Illustration Crop diversification: a key to agriculture that is less dependent o
Illustration Crop diversification: a key to agriculture that is less dependent on pesticides INRAE - Brigitte Cauvin
A major breakthrough has been unveiled in Nature Communications, revealing the results of an in-depth study on the beneficial effect of temporal crop diversification in reducing pesticide use in France. These results, based on a detailed analysis of more than 14,000 observations, pave the way for an in-depth understanding of the links between temporal crop diversity and dependence on pesticides, be they fungicides, insecticides or herbicides.

Crop diversification is emerging as a cornerstone in the transition to sustainable agriculture.

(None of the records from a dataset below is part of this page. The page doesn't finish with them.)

//! Calculatrice réelle — noyau d'arithmétique réelle exacte/symbolique.
//!
//! Un réel y est le produit d'un rationnel borné (arithmétique de
//! fractions exacte, avec plafond de taille) et d'un réel constructif
//! (fonction précision → approximation correctement bornée), ce dernier
//! étiqueté d'une forme symbolique (π, √n, ln r, sin(π·r)…) dès qu'elle
//! est reconnaissable. L'étiquette rend exactes beaucoup de comparaisons,
//! d'égalités et de questions « est-ce rationnel ? » qu'aucune
//! approximation numérique ne pourrait trancher.
//!
//! ATTENTION : une comparaison entre deux valeurs réellement égales et non
//! reconnues telles par le système de propriétés DIVERGE (précision
//! croissante sans fin, jusqu'au débordement de précision). C'est une
//! propriété intrinsèque des réels constructifs, pas un défaut ;
//! l'appelant impose son propre délai via le jeton d'annulation.
//!
//! ```
//! use calculatrice_reelle::ReelUnifie;
//!
//! let racine12 = ReelUnifie::depuis_i64(12).racine_carree().unwrap();
//! assert_eq!(racine12.jolie_chaine(false, false, false).unwrap(), "2√3");
//! assert_eq!(racine12.chaine_decimale(5).unwrap(), "3.46410");
//! ```

pub mod noyau;

pub use noyau::{
    avec_jeton, Erreur, FonctionReelle, JetonAnnulation, Precision, Propriete, RationnelBorne,
    Reel, ReelUnifie, RepresentationFlottante, Resultat, Statistiques,
};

Researchers from INRAE and the Institut Agro Dijon have examined the link between the diversity of crop sequences in arable field crops and pesticide use across a very wide range of farming systems and climatic contexts. A relationship little explored to date at this scale.

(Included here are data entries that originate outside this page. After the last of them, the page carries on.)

/// a et b ont-ils une puissance entière commune (exposants négatifs
/// compris) ? a et b doivent être positifs.
pub(crate) fn puissance_commune(a: &RationnelBorne, b: &RationnelBorne) -> Resultat<bool> {
    let a = a.reduire().den_positif();
    let b = b.reduire().den_positif();
    let (na, da) = (&a.num, &a.den);
    let (nb, db) = (&b.num, &b.den);
    // Cas où un numérateur et/ou dénominateur vaut 1 : particulier, car la
    // puissance commune n'y est pas déterminée de façon unique.
    if da.is_one() {
        if db.is_one() {
            return Ok(puissance_commune_entiers(na, nb)?.is_some());
        } else if nb.is_one() {
            return Ok(puissance_commune_entiers(na, db)?.is_some());
        }
    } else if na.is_one() {
        if nb.is_one() {
            return Ok(puissance_commune_entiers(da, db)?.is_some());
        } else if db.is_one() {
            return Ok(puissance_commune_entiers(da, nb)?.is_some());
        }
    }
    // Cas général : deux calculs de puissance commune doivent coïncider.
    let nanb = puissance_commune_entiers(na, nb)?;
    let nadb = puissance_commune_entiers(na, db)?;
    if let Some(r) = &nanb {
        // puissance commune, exposants de même signe
        if Some(r) == puissance_commune_entiers(da, db)?.as_ref() {
            return Ok(true);
        }
    }
    if let Some(r) = &nadb {
        // puissance commune, exposants de signes opposés
        if Some(r) == puissance_commune_entiers(da, nb)?.as_ref() {
            return Ok(true);
        }
    }
    Ok(false)
}

/* ------------------------ logarithmes entiers ------------------------ */

/// log en base `base` de n s'il est entier, 0 sinon. n positif, base ≥ 2.
pub(crate) fn log_entier(n: &BigInt, base: i32) -> Resultat<i64> {
    use num_traits::ToPrimitive;
    let n_flottant = n.to_f64().unwrap_or(f64::INFINITY);
    let approx = n_flottant.ln() / (base as f64).ln();
    // un test rapide d'abord ; autre chose pour les valeurs hors f64
    if n_flottant.is_infinite() {
        // le test flottant ne dit rien ; autres tests rapides
        if base % 2 != 0 && !est_impair(n) {
            // divisible par 2 : pas une puissance d'un impair
            return Ok(0);
        }
        if base % 3 != 0 && (n % 3i32).is_zero() {
            return Ok(0);
        }
        if base % 5 != 0 && (n % 5i32).is_zero() {
            return Ok(0);
        }
    } else if (approx - approx.round()).abs() > 1.0e-6 {
        return Ok(0);
    }
    // Éviter d'allouer beaucoup de grands entiers, notamment de diviser
    // par base en boucle, sous peine de très mauvais comportement sur
    // log(100000!). Au pire O(log log n) opérations sur BigInt : table de
    // puissances par carrés successifs, puissances[i] = base^(2^i).
    let mut resultat: i64 = 0;
    let mut puissances = vec![BigInt::from(base)];
    let mut n_reduit = n.clone(); // vaut toujours n / base^resultat
    let mut i = 1usize;
    loop {
        let derniere = puissances[i - 1].clone();
        let suivante = &derniere * &derniere; // base^(2^i)
        if suivante.bits() > n_reduit.bits() {
            break;
        }
        point_annulation()?;
        let quotient = &n_reduit / &suivante;
        let reste = &n_reduit % &suivante;
        if !reste.is_zero() {
            // une puissance de base < 2·n_reduit ne divise pas n_reduit :
            // n n'est clairement pas une puissance de base
            return Ok(0);
        }
        puissances.push(suivante);
        // on tient le quotient : en profiter pour réduire n
        resultat += 1 << i;
        n_reduit = quotient;
        i += 1;
    }
    // Toutes les puissances par carrés ≤ n_reduit sont calculées ; diviser
    // en descendant jusqu'à un, ou conclure négativement.
    let mut i = puissances.len();
    while !n_reduit.is_one() {
        if i == 0 {
            return Ok(0);
        }
        i -= 1;
        let puissance = &puissances[i];
        if puissance.bits() <= n_reduit.bits() {
            point_annulation()?;
            let quotient = &n_reduit / puissance;
            let reste = &n_reduit % puissance;
            if !reste.is_zero() {
                return Ok(0);
            }
            resultat += 1 << i;
            n_reduit = quotient;
            // désormais puissance.bits() > n_reduit.bits(), sinon on
            // aurait divisé par la puissance au-dessus, son carré
        }
    }
    Ok(resultat)
}

/// Si r est une puissance entière positive de 10, son log décimal ;
/// 0 sinon. Suppose r > 1.
pub(crate) fn log10_entier(r: &RationnelBorne) -> Resultat<i64> {
    match r.en_entier() {
        Some(n) if signe(&n) > 0 => log_entier(&n, 10),
        _ => Ok(0),
    }
}

#[cfg(test)]
mod tests {
    use super::*;

    #[test]
    fn normalisation_a_la_construction() {
        assert_eq!(Propriete::exp(RationnelBorne::zero()), Propriete::Un);
        assert_eq!(Propriete::racine(RationnelBorne::un()), Propriete::Un);
        assert_eq!(
            Propriete::racine(RationnelBorne::fraction(4, 2)),
            Propriete::Racine(RationnelBorne::deux())
        );
    }

    #[test]
    fn egalite_par_valeur() {
        let a = Propriete::Racine(RationnelBorne::fraction(2, 1));
        let b = Propriete::Racine(RationnelBorne::fraction(4, 2));
        assert_eq!(a, b);
        assert_ne!(a, Propriete::Racine(RationnelBorne::trois()));
        assert_ne!(a, Propriete::Exp(RationnelBorne::deux()));
    }

    #[test]
    fn reduction_trig() {
        // 9/4 → 1/4 (réduction modulo 2)
        let reduit = arg_trig_reduit(&RationnelBorne::fraction(9, 4)).unwrap();
        assert_eq!(reduit, RationnelBorne::quart());
        // -1/3 reste en place (dans [-1/2, 3/2))
        let reste = arg_trig_reduit(&RationnelBorne::fraction(-1, 3)).unwrap();
        assert_eq!(reste, RationnelBorne::fraction(-1, 3));
    }

    #[test]
    fn sin_pi_normalise_et_signe() {
        // sin(π·4/5) = sin(π·1/5)
        let (p, neg) = propriete_sin_pi(&RationnelBorne::fraction(4, 5)).unwrap();
        assert_eq!(p, Propriete::SinPi(RationnelBorne::fraction(1, 5)));
        assert!(!neg);
        // sin(π·(−1/5)) = −sin(π·1/5)
        let (p, neg) = propriete_sin_pi(&RationnelBorne::fraction(-1, 5)).unwrap();
        assert_eq!(p, Propriete::SinPi(RationnelBorne::fraction(1, 5)));
        assert!(neg);
    }

    #[test]
    fn puissances_communes() {
        let huit = RationnelBorne::entier(8);
        let deux = RationnelBorne::deux();
        assert!(puissance_commune(&huit, &deux).unwrap());
        // 8 et 2 via inverses
        let huitieme = RationnelBorne::fraction(1, 8);
        assert!(puissance_commune(&huitieme, &deux).unwrap());
        // 4/9 et 2/3
        assert!(puissance_commune(
            &RationnelBorne::fraction(4, 9),
            &RationnelBorne::fraction(2, 3)
        )
        .unwrap());
        // 6 et 12 n'ont pas de puissance commune
        assert!(!puissance_commune(&RationnelBorne::entier(6), &RationnelBorne::douze()).unwrap());
    }

    #[test]
    fn logs_entiers() {
        assert_eq!(log_entier(&BigInt::from(1024), 2).unwrap(), 10);
        assert_eq!(log_entier(&BigInt::from(1000), 10).unwrap(), 3);
        assert_eq!(log_entier(&BigInt::from(1001), 10).unwrap(), 0);
        assert_eq!(log10_entier(&RationnelBorne::entier(100)).unwrap(), 2);
        assert_eq!(log10_entier(&RationnelBorne::entier(99)).unwrap(), 0);
    }

    #[test]
    fn msb_borne_coherent() {
        assert_eq!(Propriete::Un.msb_borne(), Some(0));
        assert_eq!(Propriete::Pi.msb_borne(), Some(1));
        assert_eq!(
            Propriete::ln(RationnelBorne::dix()).msb_borne(),
            Some(-2)
        );
        // exp très négatif : pas de garantie de non-nullité
        assert!(!Propriete::exp(RationnelBorne::entier(-20_000)).est_non_nul());
        assert!(Propriete::exp(RationnelBorne::entier(-100)).est_non_nul());
    }
}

Their results, based on an analysis of 14,556 observations of a given crop a given year, in 1,334 cropping systems in France, reveal that temporal crop diversification significantly reduces pesticide use for most crops. This analysis was carried out for total pesticide use, as well as by type of pesticide (fungicide, insecticide, herbicide), for the 16 main crops in France.

For example, increasing the number of botanical families (e.g. Poaceae such as cereals, Fabaceae such as legumes and Brassicaceae such as crucifers) from 1 to 4 reduces pesticide use by 19% to 23% for crops such as soybean, beetroot, sunflower and maize. Increasing average number of crops per botanical family reduced pesticide use by a further 14% to 37% for maize, winter pea, oilseed rape and potatoes. On the other hand, these effects are more nuanced for straw cereals, for which no specific effect of diversity was observed. Interestingly, the study also suggests that cover cropping does not contribute to a reduction in the use of pesticides, but rather to an increase in the use of herbicides.

The researchers highlight the importance of adopting a holistic quantification of diversity, taking into account the diversity of botanical families and intra-family diversity (e.g. wheat, barley, oats, rye for cereals; spring pea, faba bean, lupins and lentils for legumes), in order to guide agricultural practices towards a significant reduction in pesticide dependency.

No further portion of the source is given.